The subject is positioned prone on a standard examination table (Figure 1). A pillow supports the lower legs with the toes and ankle suspended. Shoe-wear is optional, but should preferentially be removed if obstructing lower leg anatomy. Pants may be rolled above the knee providing that there is no constriction. This positioning relaxes the posterior compartments of the leg and maximizes local soleus girth.
The subject is instructed that there may be some local soreness at the biopsy site post procedure. The subject is provided a means of contacting the research team should any symptoms of compartment syndrome or other potential complications arise in the first 72 hours after the procedure. Early indicators include severe pain, difficulty walking and calf swelling or tenseness. Subjects are instructed to not wait for numbness or color changes in the limb as these are more advanced signs that could indicate irreversible damage. The subject is directed to the emergency room for evaluation if there is any doubt.
Based upon cadaveric and ultrasound observations, the optimal zone for the soleus biopsy was determined by locating the area of greatest muscle girth within the central portion of the muscle. The superior-inferior borders of the optimal zone are within 2 cm proximal and 2 cm distal at the junction of the lateral head of the gastrocnemius and its aponeurosis (Figure 1). To determine this junction in those subjects where ultrasound was not used, the subject is asked to plantar flex the ankle against manual resistance at the metatarsal head plantar surface by asking the subject to “step on the gas” or “point your toes.” In lean subjects with prominent muscle definition, the two heads of the gastrocnemius clearly come into view. Otherwise, the lateral head of the gastrocnemius is easily palpated. The distal end of the muscle belly, at the junction of the aponeurosis, is marked with indelible ink (Figure 1, dashed lines). The medial-lateral borders of the optimal zone are within 1 cm of the midline of the calf.
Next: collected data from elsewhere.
use std::path::PathBuf;
use std::sync::Arc;

use anyhow::Context;
use chrono::{Duration, NaiveDate, Utc};
use clap::{Args, Parser, Subcommand};
use sqlx::postgres::PgPoolOptions;
use sqlx::PgPool;
use tracing::info;
use uuid::Uuid;

mod aggregate;
mod config;
mod db;
mod export;
mod filter;
mod models;
mod poller;
mod qr;
mod report;
mod source;

use config::Config;
use filter::AttendanceFilter;
use models::{AttendanceRecord, AttendanceStatus, Role};
use poller::{PollTarget, RecordStore, SessionPoller, Snapshot};
use qr::{QrError, QrPayload};
use source::PgAttendanceSource;

#[derive(Parser)]
#[command(name = "attendance-monitor")]
#[command(about = "Attendance tracking for training programs", long_about = None)]
struct Cli {
    #[command(subcommand)]
    command: Commands,
}

#[derive(Args)]
struct FilterArgs {
    /// Case-insensitive match on name or email
    #[arg(long)]
    search: Option<String>,
    /// Program name, or "all"
    #[arg(long)]
    program: Option<String>,
    #[arg(long)]
    sub_group: Option<String>,
    #[arg(long, value_enum)]
    role: Option<Role>,
    #[arg(long, value_enum)]
    status: Option<AttendanceStatus>,
    #[arg(long, default_value_t = 30)]
    since_days: i64,
}

impl FilterArgs {
    fn to_filter(&self) -> AttendanceFilter {
        AttendanceFilter::new(
            self.search.as_deref(),
            self.program.as_deref(),
            self.sub_group.as_deref(),
            self.role,
            self.status,
        )
    }
}

#[derive(Subcommand)]
enum Commands {
    /// Create or upgrade the database schema
    InitDb,
    /// Load realistic seed data
    Seed,
    /// Import participants from a roster CSV file
    Import {
        #[arg(long)]
        csv: PathBuf,
    },
    /// List programs with their sub-groups
    Programs,
    /// Show attendance for participants matching the filters
    List {
        #[command(flatten)]
        filters: FilterArgs,
        /// Print JSON instead of a table
        #[arg(long)]
        json: bool,
    },
    /// Status counts and at-risk students
    Summary {
        #[arg(long)]
        program: Option<String>,
        #[arg(long, default_value_t = 30)]
        since_days: i64,
    },
    /// Generate a markdown report
    Report {
        #[arg(long)]
        program: Option<String>,
        #[arg(long, default_value_t = 30)]
        since_days: i64,
        #[arg(long, default_value = "attendance.md")]
        out: PathBuf,
    },
    /// Export the filtered attendance view as CSV
    Export {
        #[command(flatten)]
        filters: FilterArgs,
        #[arg(long, default_value = "attendance.csv")]
        out: PathBuf,
    },
    /// Start or end a live session
    Session {
        #[command(subcommand)]
        command: SessionCommand,
    },
    /// Issue or redeem QR check-in codes
    Qr {
        #[command(subcommand)]
        command: QrCommand,
    },
    /// Record a manual check-in
    CheckIn {
        #[arg(long)]
        session: Uuid,
        #[arg(long)]
        email: String,
        #[arg(long, value_enum, default_value_t = AttendanceStatus::Present)]
        status: AttendanceStatus,
    },
    /// Record a check-out
    CheckOut {
        #[arg(long)]
        session: Uuid,
        #[arg(long)]
        email: String,
    },
    /// Follow today's attendance for a live session until it ends
    Watch {
        #[arg(long)]
        session: Uuid,
    },
}

#[derive(Subcommand)]
enum SessionCommand {
    Start {
        #[arg(long)]
        program: String,
    },
    End {
        #[arg(long)]
        session: Uuid,
    },
}

#[derive(Subcommand)]
enum QrCommand {
    /// Issue a new code for an open session
    Issue {
        #[arg(long)]
        session: Uuid,
    },
    /// Redeem a scanned code for a participant
    Scan {
        #[arg(long)]
        payload: String,
        #[arg(long)]
        email: String,
    },
}

fn cutoff_date(since_days: i64) -> NaiveDate {
    Utc::now().date_naive() - Duration::days(since_days.max(1))
}

async fn load_records(
    pool: &PgPool,
    program: Option<&str>,
    since: NaiveDate,
) -> anyhow::Result<Vec<AttendanceRecord>> {
    let today = Utc::now().date_naive();
    let programs = match filter::parse_scope(program) {
        Some(name) => vec![name],
        None => db::fetch_programs(pool)
            .await?
            .into_iter()
            .map(|p| p.name)
            .collect(),
    };

    let mut records = Vec::new();
    for name in programs {
        let roster = db::fetch_roster(pool, Some(name.as_str())).await?;
        let dates = db::fetch_session_dates(pool, &name, since, today).await?;
        let entries = db::fetch_entries(pool, &name, since, today).await?;
        records.extend(aggregate::roll_up(&roster, &dates, &entries));
    }

    Ok(records)
}

fn print_record(record: &AttendanceRecord) {
    let flag = if record.is_at_risk() { "  AT RISK" } else { "" };
    println!(
        "- {} <{}> {} {} / {}: {} | {:.1}% ({}/{} days, {:.1}h){}",
        record.name,
        record.email,
        record.role,
        record.program,
        record.sub_group,
        record.status,
        record.attendance_rate(),
        record.present_days,
        record.total_days,
        record.total_hours,
        flag
    );
}

fn print_snapshot(snapshot: &Snapshot) {
    let counts = aggregate::status_counts(&snapshot.records);
    let at = snapshot
        .refreshed_at
        .map(|t| t.format("%H:%M:%S").to_string())
        .unwrap_or_else(|| "-".to_string());
    println!(
        "[{at}] present {} | late {} | absent {} | excused {}",
        counts.present, counts.late, counts.absent, counts.excused
    );
    for record in &snapshot.records {
        let since = record
            .check_in
            .map(|t| format!(" since {}", t.format("%H:%M")))
            .unwrap_or_default();
        let via = record
            .method
            .map(|m| format!(" via {}", m.as_str()))
            .unwrap_or_default();
        println!("    {} ({}{}){}", record.name, record.status, via, since);
    }
}

async fn watch(pool: &PgPool, config: &Config, session_id: Uuid) -> anyhow::Result<()> {
    let session = db::fetch_session(pool, session_id)
        .await?
        .with_context(|| format!("session {session_id} not found"))?;
    if !session.is_open(Utc::now()) {
        anyhow::bail!("session {session_id} has already ended");
    }
    let program = db::program_name(pool, session.program_id).await?;

    let store = RecordStore::new();
    let mut updates = store.subscribe();
    let mut poller = SessionPoller::start(
        Arc::new(PgAttendanceSource::new(pool.clone())),
        PollTarget {
            program: program.clone(),
            session_id,
        },
        store.clone(),
        config.poll_interval,
    );

    println!("Watching {program} (session {session_id}). Press Ctrl-C to stop.");
    loop {
        tokio::select! {
            changed = updates.changed() => {
                if changed.is_err() {
                    break;
                }
                let snapshot = updates.borrow_and_update().clone();
                print_snapshot(&snapshot);
            }
            _ = poller.finished() => {
                println!("Session ended.");
                break;
            }
            _ = tokio::signal::ctrl_c() => {
                println!("Stopping.");
                break;
            }
        }
    }

    poller.stop().await;
    Ok(())
}

#[tokio::main]
async fn main() -> anyhow::Result<()> {
    tracing_subscriber::fmt()
        .with_writer(std::io::stderr)
        .with_max_level(config::log_level())
        .with_target(false)
        .init();

    let cli = Cli::parse();
    let config = Config::from_env()?;

    let pool = PgPoolOptions::new()
        .max_connections(config.max_connections)
        .connect(&config.database_url)
        .await
        .context("failed to connect to Postgres")?;
    info!(max_connections = config.max_connections, "connected to Postgres");

    match cli.command {
        Commands::InitDb => {
            db::init_db(&pool).await?;
            println!("Schema ready.");
        }
        Commands::Seed => {
            db::seed(&pool).await?;
            println!("Seed data inserted.");
        }
        Commands::Import { csv } => {
            let imported = db::import_roster(&pool, &csv).await?;
            println!("Imported {imported} participants from {}.", csv.display());
        }
        Commands::Programs => {
            let programs = db::fetch_programs(&pool).await?;
            if programs.is_empty() {
                println!("No programs yet.");
            }
            for program in programs {
                println!("{}", program.name);
                for (group, tracks) in &program.sub_groups {
                    println!("  {}: {}", group, tracks.join(", "));
                }
            }
        }
        Commands::List { filters, json } => {
            let since = cutoff_date(filters.since_days);
            let records = load_records(&pool, filters.program.as_deref(), since).await?;
            let matched = filters.to_filter().apply(&records);

            if json {
                println!("{}", serde_json::to_string_pretty(&matched)?);
            } else if matched.is_empty() {
                println!("No participants match these filters.");
            } else {
                for record in matched {
                    print_record(record);
                }
            }
        }
        Commands::Summary {
            program,
            since_days,
        } => {
            let since = cutoff_date(since_days);
            let records = load_records(&pool, program.as_deref(), since).await?;

            if records.is_empty() {
                println!("No participants found for this window.");
                return Ok(());
            }

            let counts = aggregate::status_counts(&records);
            println!(
                "Latest session: {} present, {} late, {} absent, {} excused",
                counts.present, counts.late, counts.absent, counts.excused
            );
            println!(
                "Average attendance since {since}: {:.1}%",
                aggregate::average_rate(&records)
            );

            let flagged = aggregate::at_risk(&records);
            if flagged.is_empty() {
                println!("No at-risk students.");
            } else {
                println!("At-risk students:");
                for record in flagged {
                    print_record(record);
                }
            }
        }
        Commands::Report {
            program,
            since_days,
            out,
        } => {
            let since = cutoff_date(since_days);
            let records = load_records(&pool, program.as_deref(), since).await?;
            let label = filter::parse_scope(program.as_deref())
                .unwrap_or_else(|| "all programs".to_string());
            let report = report::build_report(&label, since, &records);
            std::fs::write(&out, report)?;
            println!("Report written to {}.", out.display());
        }
        Commands::Export { filters, out } => {
            let since = cutoff_date(filters.since_days);
            let records = load_records(&pool, filters.program.as_deref(), since).await?;
            let filter = filters.to_filter();
            let matched = filter.apply(&records);
            let file = std::fs::File::create(&out)
                .with_context(|| format!("failed to create {}", out.display()))?;
            let written = export::write_csv(file, matched)?;
            let scope = if filter.is_empty() { "" } else { " (filtered)" };
            println!("Exported {written} rows{scope} to {}.", out.display());
        }
        Commands::Session { command } => match command {
            SessionCommand::Start { program } => {
                let session = db::start_session(&pool, &program).await?;
                let ticket = qr::issue(&session, config.qr_ttl, Utc::now())?;
                db::store_qr_ticket(&pool, &ticket).await?;
                println!(
                    "Session {} started at {}.",
                    session.session_id,
                    session.start_time.format("%H:%M:%S UTC")
                );
                println!(
                    "Check-in code (valid until {}): {}",
                    ticket.expires_at.format("%H:%M:%S UTC"),
                    ticket.payload
                );
            }
            SessionCommand::End { session } => {
                let session = db::end_session(&pool, session).await?;
                println!("Session {} ended.", session.session_id);
            }
        },
        Commands::Qr { command } => match command {
            QrCommand::Issue { session } => {
                let session = db::fetch_session(&pool, session)
                    .await?
                    .with_context(|| format!("session {session} not found"))?;
                let ticket = qr::issue(&session, config.qr_ttl, Utc::now())?;
                db::store_qr_ticket(&pool, &ticket).await?;
                println!(
                    "Check-in code (valid until {}): {}",
                    ticket.expires_at.format("%H:%M:%S UTC"),
                    ticket.payload
                );
            }
            QrCommand::Scan { payload, email } => {
                let payload: QrPayload = payload.parse()?;
                match db::redeem_qr(&pool, &payload, &email, Utc::now()).await {
                    Ok(participant) => {
                        println!("{} checked in.", participant.name);
                    }
                    Err(e) if e.is::<QrError>() => {
                        anyhow::bail!("check-in rejected: {e}");
                    }
                    Err(e) => return Err(e),
                }
            }
        },
        Commands::CheckIn {
            session,
            email,
            status,
        } => {
            let participant =
                db::mark_attendance(&pool, session, &email, status, Utc::now()).await?;
            println!("{} marked {}.", participant.name, status);
        }
        Commands::CheckOut { session, email } => {
            db::check_out(&pool, session, &email, Utc::now()).await?;
            println!("{email} checked out.");
        }
        Commands::Watch { session } => {
            watch(&pool, &config, session).await?;
        }
    }

    Ok(())
}
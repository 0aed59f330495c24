use std::env;
use std::fmt::Display;
use std::str::FromStr;
use std::time::Duration;

use anyhow::Context;
use tracing::Level;

use crate::poller::DEFAULT_POLL_INTERVAL;

#[derive(Debug, Clone)]
pub struct Config {
    pub database_url: String,
    pub max_connections: u32,
    pub poll_interval: Duration,
    pub qr_ttl: chrono::Duration,
}

impl Config {
    /// Reads settings from the environment, after loading `.env` if present.
    pub fn from_env() -> anyhow::Result<Self> {
        dotenvy::dotenv().ok();

        Ok(Self {
            database_url: env::var("DATABASE_URL")
                .context("DATABASE_URL must be set to a production Postgres instance")?,
            max_connections: try_load("DATABASE_MAX_CONNECTIONS", 5)?,
            poll_interval: Duration::from_secs(load_positive(
                "POLL_INTERVAL_SECS",
                DEFAULT_POLL_INTERVAL.as_secs(),
            )?),
            qr_ttl: chrono::Duration::seconds(load_positive("QR_TTL_SECS", 300)?),
        })
    }
}

/// Log level only, so logging can start before the database is configured.
pub fn log_level() -> Level {
    dotenvy::dotenv().ok();
    try_load("LOG_LEVEL", Level::INFO).unwrap_or(Level::INFO)
}

fn try_load<T>(key: &str, default: T) -> anyhow::Result<T>
where
    T: FromStr,
    T::Err: Display,
{
    match env::var(key) {
        Ok(raw) => raw
            .trim()
            .parse()
            .map_err(|e| anyhow::anyhow!("invalid {key} value {raw:?}: {e}")),
        Err(_) => Ok(default),
    }
}

/// Like `try_load`, but zero and negative values are rejected.
fn load_positive<T>(key: &str, default: T) -> anyhow::Result<T>
where
    T: FromStr + PartialOrd + Default + Display,
    T::Err: Display,
{
    let value = try_load(key, default)?;
    if value <= T::default() {
        anyhow::bail!("invalid {key} value {value}: must be greater than zero");
    }
    Ok(value)
}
The distance between the tip of the needle and the aperture should be considered when advancing the biopsy needle to the optimal zone.
Additional biopsy site planning is required if subsequent biopsy sites are anticipated following the initial procedure. It is recommended to allow a distance of 1–2 cm proximal or distal between sampling sites to minimize specimen artifact caused by trauma, inflammation, and/or scarring (Figure 1). Biopsy sites are on the same longitudinal line within the optimal zone with the initial biopsy site being chosen in anticipation of any succeeding biopsies that will occur. It is our practice to choose a site distal to that of the initial site and have found no histological evidence of tissue damage or inflammation. The entry site for the biopsy needle is marked on the surface of the skin using an indelible marker on the lateral side of the leg, 1–2 cm posterior to the fibular shaft in its middle third (Figure 1, dotted line). The most lateral projection of the fibular head and lateral malleolus are subcutaneous and easily palpated. The middle third of the fibula may be visually estimated or measured. In those few subjects where the fibular diaphysis cannot be palpated, a straight line between the proximal and distal projections can be used to approximate the fibular path.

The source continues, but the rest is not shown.